Pas de réplique
! La main levée accompagne la voix tonitruante. « On
ne répond pas à son père… »
Ce pouvoir est absolu, discrétionnaire.
Le pourquoi, on ne le saura jamais. Cela est. C’est
comme ça, et c’est tout. Cela est, point. Rien à ajouter.
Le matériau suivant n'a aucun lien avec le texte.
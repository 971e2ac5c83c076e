use tracing::debug;

use super::{Jwe, JweDecrypter, JweSerializerManager};
use crate::{
    error::JoseError,
    jwa::Registries,
    jwk::{Jwk, JwkSet},
};

/// Parses a serialized JWE and decrypts it in one step.
pub struct JweLoader<'a> {
    serializers: JweSerializerManager,
    decrypter: JweDecrypter<'a>,
}

impl<'a> JweLoader<'a> {
    pub fn new(serializers: JweSerializerManager, registries: &'a Registries) -> Self {
        Self {
            serializers,
            decrypter: JweDecrypter::new(registries),
        }
    }

    pub fn serializers(&self) -> &JweSerializerManager {
        &self.serializers
    }

    /// Returns the decrypted JWE and the index of the recipient that matched.
    pub fn load_and_decrypt_with_key(&self, token: &str, key: &Jwk) -> Result<(Jwe, usize), JoseError> {
        self.load_and_decrypt_with_key_set(token, &JwkSet::new(vec![key.clone()]))
    }

    pub fn load_and_decrypt_with_key_set(&self, token: &str, keys: &JwkSet) -> Result<(Jwe, usize), JoseError> {
        let (jwe, format) = self.serializers.unserialize(token)?;
        debug!(format, recipients = jwe.count_recipients(), "JWE loaded");
        self.decrypter.decrypt_using_key_set(&jwe, keys, None)
    }
}
use jose_crypto::ec::{Curve, EcKeyPair, EcPrivateKey, EcPublicKey};
use serde::{Deserialize, Serialize};

use super::{Bytes, Secret};
use crate::error::JoseError;

/// An elliptic-curve key.
#[derive(Clone, Debug, PartialEq, Eq, Serialize, Deserialize)]
pub struct Ec {
    /// The elliptic curve identifier.
    pub crv: EcCurves,

    /// The public x coordinate.
    pub x: Bytes,

    /// The public y coordinate.
    pub y: Bytes,

    /// The private key.
    #[serde(skip_serializing_if = "Option::is_none", default)]
    pub d: Option<Secret>,
}

/// The elliptic curve.
#[derive(Copy, Clone, Debug, PartialEq, Eq, Hash, Serialize, Deserialize)]
pub enum EcCurves {
    /// P-256
    #[serde(rename = "P-256")]
    P256,

    /// P-384
    #[serde(rename = "P-384")]
    P384,

    /// P-521
    #[serde(rename = "P-521")]
    P521,
}

impl From<EcCurves> for Curve {
    fn from(crv: EcCurves) -> Self {
        match crv {
            EcCurves::P256 => Curve::P256,
            EcCurves::P384 => Curve::P384,
            EcCurves::P521 => Curve::P521,
        }
    }
}

impl From<Curve> for EcCurves {
    fn from(curve: Curve) -> Self {
        match curve {
            Curve::P256 => EcCurves::P256,
            Curve::P384 => EcCurves::P384,
            Curve::P521 => EcCurves::P521,
        }
    }
}

impl Ec {
    /// Coordinates must have the curve's exact width and the point must lie
    /// on the curve. A private scalar must produce the same point.
    pub(crate) fn validate(&self) -> Result<(), JoseError> {
        self.key_pair().map(|_| ())
    }

    pub fn to_public(&self) -> Self {
        Self { d: None, ..self.clone() }
    }

    pub fn key_pair(&self) -> Result<EcKeyPair, JoseError> {
        let curve = Curve::from(self.crv);
        let public_key = EcPublicKey::from_coordinates(curve, &self.x, &self.y)?;
        match &self.d {
            Some(d) => {
                let key_pair = EcKeyPair::from_private_key(EcPrivateKey::from_bytes(curve, d.expose())?)?;
                if key_pair.public_key != public_key {
                    return Err(JoseError::invalid_key("EC private key does not match the public point"));
                }
                Ok(key_pair)
            }
            None => Ok(EcKeyPair::from_public_key(public_key)),
        }
    }

    pub fn from_key_pair(key_pair: &EcKeyPair) -> Result<Self, JoseError> {
        let d = match &key_pair.secret_key {
            Some(secret) => Some(Secret::new(secret.to_bytes()?)),
            None => None,
        };
        Ok(Self {
            crv: key_pair.curve().into(),
            x: Bytes::new(key_pair.public_key.x_bytes()?),
            y: Bytes::new(key_pair.public_key.y_bytes()?),
            d,
        })
    }
}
Pas de justification, simple tautologie. Je suis ton père,
et je suis qui je suis.
Mais l’enfant ne comprend
rien à tout cela. Papa, qu’est-ce qu’il
y a, qu’est-ce que je t’ai fait ? Dis-moi, rends-moi
compte. Au moins, si j’ai fauté, pardonne-moi,
prends pitié…
Rien à dire. Je pardonne
si je veux, j’ai pitié si je veux. C’est
mon affaire, pas la tienne. Je fais grâce à qui
je fais grâce, j’ai pitié de qui j’ai
pitié. Attention donc à ma colère,
elle peut t’anéantir.
- L’enfant pleure, il
ne comprend pas.
***
Puis il grandit, l’ancien
enfant a naturellement à son tour des enfants. C’est
un rôle à jouer, se dit-il. Il faut bien qu’il
y ait une autorité. Les sociétés ne
fonctionnent que comme cela. Où va-t-on si on discute
? Bien sûr, tout cela, il faut grandir, mûrir,
pour l’apprendre. Aujourd’hui en tout cas je
préfère une injustice à un désordre.
Alors recommence l’antienne.
Tu m’embêtes. On ne répond pas à son
père… De toute façon, c’est comme
cela que j’ai été moi-même élevé,
et mon père par mon grand’père. Est-ce
que je m’en suis mal sorti ? Et puis j’ai mon
pouvoir à préserver, je ne veux pas que tu
me détrônes. Tu comprendras plus tard, quand
ce sera ton tour. Tout père voit dans son fils son
propre assassin (depuis Œdipe tout le monde le sait).
Aussi depuis que tu es né tu as pris bien de la place
ici, tu m’as beaucoup dérobé, beaucoup
volé de ta mère : je ne l’ai pas supporté,
et maintenant c’est toi ou moi, de toute façon.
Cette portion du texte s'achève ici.